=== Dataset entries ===
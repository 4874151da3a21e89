//! OAuth token management for the Google adapter
//!
//! Holds the current credentials behind an async lock, refreshes them when
//! expired, and hands rotated credentials to a caller-supplied persistence
//! callback. The adapter itself persists nothing; the interactive consent
//! flow that mints the first credentials lives outside this crate.

use std::sync::Arc;

use chrono::{DateTime, Duration, Utc};
use reqwest::Client;
use serde::{Deserialize, Serialize};
use tokio::sync::RwLock;
use tracing::{debug, warn};

use slotwise_domain::{Result, SlotwiseError};

use crate::errors::InfraError;

/// Margin subtracted from the stored expiry so a token that is about to
/// expire mid-request is refreshed up front
const EXPIRY_SKEW_SECS: i64 = 60;

/// Stored provider credentials
#[derive(Debug, Clone, PartialEq, Eq, Serialize, Deserialize)]
pub struct CalendarCredentials {
    pub access_token: String,
    #[serde(default, skip_serializing_if = "Option::is_none")]
    pub refresh_token: Option<String>,
    #[serde(default, skip_serializing_if = "Option::is_none")]
    pub expires_at: Option<DateTime<Utc>>,
}

impl CalendarCredentials {
    /// True when the access token is past (or within the skew margin of) its
    /// recorded expiry. Tokens without a recorded expiry are assumed live.
    fn is_expired(&self, now: DateTime<Utc>) -> bool {
        self.expires_at
            .is_some_and(|expiry| now + Duration::seconds(EXPIRY_SKEW_SECS) >= expiry)
    }
}

/// Callback invoked with rotated credentials so the caller can persist them
pub type PersistCredentials = Arc<dyn Fn(CalendarCredentials) + Send + Sync>;

/// Async token store with refresh
pub struct TokenManager {
    token_url: String,
    client_id: String,
    client_secret: String,
    http: Client,
    credentials: RwLock<Option<CalendarCredentials>>,
    on_rotate: Option<PersistCredentials>,
}

impl TokenManager {
    /// Create a manager with no stored credentials
    pub fn new(
        token_url: impl Into<String>,
        client_id: impl Into<String>,
        client_secret: impl Into<String>,
        http: Client,
    ) -> Self {
        Self {
            token_url: token_url.into(),
            client_id: client_id.into(),
            client_secret: client_secret.into(),
            http,
            credentials: RwLock::new(None),
            on_rotate: None,
        }
    }

    /// Seed stored credentials
    pub fn with_credentials(mut self, credentials: CalendarCredentials) -> Self {
        self.credentials = RwLock::new(Some(credentials));
        self
    }

    /// Register the persistence callback for rotated credentials
    pub fn with_persistence(mut self, callback: PersistCredentials) -> Self {
        self.on_rotate = Some(callback);
        self
    }

    /// Replace the stored credentials (e.g. after an external consent flow)
    pub async fn set_credentials(&self, credentials: CalendarCredentials) {
        *self.credentials.write().await = Some(credentials);
    }

    /// Current access token, refreshing first when expired
    ///
    /// # Errors
    /// `NotConnected` when no credentials are stored at all; `AuthExpired`
    /// when the token is stale and can not be refreshed.
    pub async fn access_token(&self) -> Result<String> {
        let (token, expired) = {
            let guard = self.credentials.read().await;
            match guard.as_ref() {
                None => {
                    return Err(SlotwiseError::NotConnected(
                        "no calendar credentials stored".into(),
                    ))
                }
                Some(creds) => (creds.access_token.clone(), creds.is_expired(Utc::now())),
            }
        };

        if !expired {
            return Ok(token);
        }

        debug!("access token expired, refreshing");
        self.force_refresh().await
    }

    /// Refresh unconditionally and return the new access token
    ///
    /// Used by the client's 401 retry path; a 401 means the provider already
    /// rejected the current token regardless of its recorded expiry.
    pub async fn force_refresh(&self) -> Result<String> {
        let refresh_token = {
            let guard = self.credentials.read().await;
            match guard.as_ref() {
                None => {
                    return Err(SlotwiseError::NotConnected(
                        "no calendar credentials stored".into(),
                    ))
                }
                Some(creds) => creds.refresh_token.clone().ok_or_else(|| {
                    SlotwiseError::AuthExpired(
                        "access token expired and no refresh token is stored".into(),
                    )
                })?,
            }
        };

        let response = self
            .http
            .post(&self.token_url)
            .form(&[
                ("client_id", self.client_id.as_str()),
                ("client_secret", self.client_secret.as_str()),
                ("refresh_token", refresh_token.as_str()),
                ("grant_type", "refresh_token"),
            ])
            .send()
            .await
            .map_err(|e| {
                SlotwiseError::AuthExpired(format!("token refresh request failed: {e}"))
            })?;

        if !response.status().is_success() {
            let status = response.status();
            let body = response.text().await.unwrap_or_else(|_| "unknown error".to_string());
            warn!(status = status.as_u16(), "token refresh rejected");
            return Err(SlotwiseError::AuthExpired(format!(
                "token refresh failed ({status}): {body}"
            )));
        }

        let refreshed: TokenRefreshResponse =
            response.json().await.map_err(|e| SlotwiseError::from(InfraError::from(e)))?;

        let rotated = CalendarCredentials {
            access_token: refreshed.access_token.clone(),
            refresh_token: Some(refresh_token),
            expires_at: Some(Utc::now() + Duration::seconds(refreshed.expires_in)),
        };

        *self.credentials.write().await = Some(rotated.clone());
        if let Some(persist) = &self.on_rotate {
            persist(rotated);
        }

        debug!("access token refreshed");
        Ok(refreshed.access_token)
    }
}

#[derive(Debug, Deserialize)]
struct TokenRefreshResponse {
    access_token: String,
    expires_in: i64,
}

=== Task directions ===
What lines in the data include the string "status"? Copy each one.

=== Answer box ===
        if !response.status().is_success() {
            let status = response.status();
            warn!(status = status.as_u16(), "token refresh rejected");
                "token refresh failed ({status}): {body}"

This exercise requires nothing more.